So...stuff happened today. Government wants an alternative arrangement for Northern Ireland. Yeah, good luck with that...

I've watched the whole thing and my head just hurts. It all just seems rather pointless. 

  • Like 2
Posted

Have they giving any options on what these alternative arrangement suggestions are?
 

I can't see anything mentioned anywhere....have they basically voted to approve a plan that does not exist and think that is somehow a win?

 

 

Posted
28 minutes ago, Mokong said:

Have they giving any options on what these alternative arrangement suggestions are?
 

I can't see anything mentioned anywhere....have they basically voted to approve a plan that does not exist and think that is somehow a win?

 

 

So you mean, like Brexit? :p

Posted
So...stuff happened today. Government wants an alternative arrangement for Northern Ireland. Yeah, good luck with that...
I've watched the whole thing and my head just hurts. It all just seems rather pointless. 
Especially pointless because before they even voted, the EU said that they won't be allowed to change the withdrawal agreement. So it's all bollocks.
Posted

Apparently May is going to go "back to Brussles" but I genuinely don't understand what they hope to get without even having an agreed alternative? If I was representing the European Union I wouldn't even bother turning up to the meeting, I'd send the temp just to laugh in their face. 

  • Like 1
Posted

Can't believe May spent two years negotiating a deal and then votes on an amendment to it - and begs her party to as well! 

She is holding on to the same deal she delayed in December. Nothing has changed and nothing will. The best deal is the one we've already got.

Posted

It is hilarious that May is going over there to beg the EU to re-open the Withdrawal Agreement, which they have already said isn't going to happen. To make it funnier, I've heard that Spain and a couple of other countries want to revisit the Gibraltar and fishing quota issues if it does get reopened. May could come back with less than she went with!

Posted

The current UK prime minister has always been a very poor poker player and the EU knows this.

On a side note, any thoughts on the EU's articles 11 and 13 in regards to copyright at all?

  • 3 weeks later...
Posted

And with a fractured opposition no less. 7 Labour MPs have left the party and they're urging more to do so because as someone put it, it's a party that's been taken over by the left. Last I checked, Corbin was very much centre-right ::shrug:

I've stopped putting the news on in the morning because it's just horrendous listening to this train wreck unfolding. It's mind boggling that the group of people in charge can't even put forward a bloody plan that can garner at least any semblance of a majority vote. Very few of them seem to have any idea what they're doing and now they're blindly pushing forward because of a referendum that was built up upon lies (admittedly on both sides).

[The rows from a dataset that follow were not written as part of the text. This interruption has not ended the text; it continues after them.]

use crate::db::log::load_log;
use crate::db::pool::DbPool;
use crate::errors::AppResult;
use crate::utils::table::visible_width;
use ansi_term::Colour;

/// Max visible width of the "operation (target)" column.
const OP_COLUMN_MAX: usize = 60;

/// ANSI colour of an audit operation.
fn color_for_operation(op: &str) -> Colour {
    match op {
        "trip_add" => Colour::Cyan,
        "generate" => Colour::Green,
        "save" => Colour::Yellow,
        "certify" => Colour::Blue,
        "delete" => Colour::Red,
        "export" => Colour::RGB(102, 204, 255),
        "migration_applied" => Colour::Purple,
        "init" => Colour::RGB(255, 153, 51), // orange
        _ => Colour::White,
    }
}

/// Cut `s` to `max` visible characters, ending with "..." when cut.
fn truncate_visible(s: &str, max: usize) -> String {
    if s.chars().count() <= max {
        return s.to_string();
    }
    let mut out: String = s.chars().take(max.saturating_sub(3)).collect();
    out.push_str("...");
    out
}

pub struct LogLogic;

impl LogLogic {
    /// Render the audit rows, one per line.
    pub fn render_log(pool: &DbPool) -> AppResult<Vec<String>> {
        let rows = load_log(&pool.conn)?;
        if rows.is_empty() {
            return Ok(Vec::new());
        }

        let entries: Vec<(i64, String, String, String, String)> = rows
            .into_iter()
            .map(|(id, raw_date, operation, target, message)| {
                let date = chrono::DateTime::parse_from_rfc3339(&raw_date)
                    .map(|dt| dt.format("%FT%T%:z").to_string())
                    .unwrap_or(raw_date);

                // single op+target column
                let op_target = if target.is_empty() {
                    operation.clone()
                } else {
                    format!("{operation} ({target})")
                };
                (id, date, operation, op_target, message)
            })
            .collect();

        let op_w = entries
            .iter()
            .map(|(_, _, _, op_target, _)| op_target.chars().count())
            .max()
            .unwrap_or(10)
            .min(OP_COLUMN_MAX);
        let id_w = entries
            .iter()
            .map(|(id, _, _, _, _)| id.to_string().len())
            .max()
            .unwrap_or(1);
        let date_w = entries
            .iter()
            .map(|(_, date, _, _, _)| date.len())
            .max()
            .unwrap_or(10);

        let mut lines = Vec::with_capacity(entries.len());
        for (id, date, operation, op_target, message) in entries {
            let color = color_for_operation(&operation);

            let visible = truncate_visible(&op_target, OP_COLUMN_MAX);

            // only the operation word is coloured
            let colored = match visible.split_once(' ') {
                Some((op_word, rest)) => format!("{} {}", color.paint(op_word), rest),
                None => color.paint(visible.as_str()).to_string(),
            };

            let padding = " ".repeat(op_w.saturating_sub(visible_width(&colored)));

            lines.push(format!(
                "{:>id_w$}: {:<date_w$} | {}{} => {}",
                id,
                date,
                colored,
                padding,
                message,
                id_w = id_w,
                date_w = date_w
            ));
        }

        Ok(lines)
    }

    pub fn print_log(pool: &DbPool) -> AppResult<()> {
        let lines = Self::render_log(pool)?;

        println!("📜 Internal log:\n");
        if lines.is_empty() {
            println!("(empty)");
        }
        for line in lines {
            println!("{}", line);
        }
        Ok(())
    }
}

Up here in Scotland, I've just seen stronger want for independence, not something I want for Scotland with the current crop of politicians as they themselves don't have a clue as to how to pull that off. But I think that's the way it'll go, pulling the union apart and leaving every one with a mess to clean up after the members of the government resign when it all collapses.

Posted

Massive respect to those seven MPs - Chuka Umunna, Luciana Berger, Chris Leslie, Angela Smith, Mike Gapes, Gavin Shuker and Ann Coffey - who have quit the Labour Party.  I thought Remainers would be really pleased.  Sure, they may not succeed, but they are putting their country first in accordance with what they believe in.

Posted

So the 7 MPs resigned from Labour this morning to set up The Independent Group cited “institutional racism” as one of the main reasons.

4hrs later Angela Smith, refers to the BAME community as black or a “funny” tinge.
Another hour and a half later she’s forced to apologise for her racist remarks.

This follows Chuka Umuna having referred to the working class as “trash” and Gavin Shuker having reportedly opposed gay marriage.

Which Party has the problem with bigoted views?! 🤔

Another point to make on this new Party is that they’ve listed themselves as a private company, so it isn't subject to Electoral Law rules requiring them to declare financial backers!

Shady fuckers!!!

Posted
13 minutes ago, Kav said:

So the 7 MPs resigned from Labour this morning to set up The Independent Group cited “institutional racism” as one of the main reasons.

4hrs later Angela Smith, refers to the BAME community as black or a “funny” tinge.
Another hour and a half later she’s forced to apologise for her racist remarks.

This follows Chuka Umuna having referred to the working class as “trash” and Gavin Shuker having reportedly opposed gay marriage.

Which Party has the problem with bigoted views?! 🤔

I imagine it's a case of some of those MP's wanting to get well away from Labour in the midst of the anti-Semitism debacle because they fear that they'll get found out themselves for racism.

In other words, they're abandoning ship so that they save themselves.

Posted (edited)

The Independent Group’s website is hosted in Panama, the tax haven.

It gets worse for TIG...

They’ve said they’d speak to the MPs about these allegations but made no comment to whether they’d listen to the victims.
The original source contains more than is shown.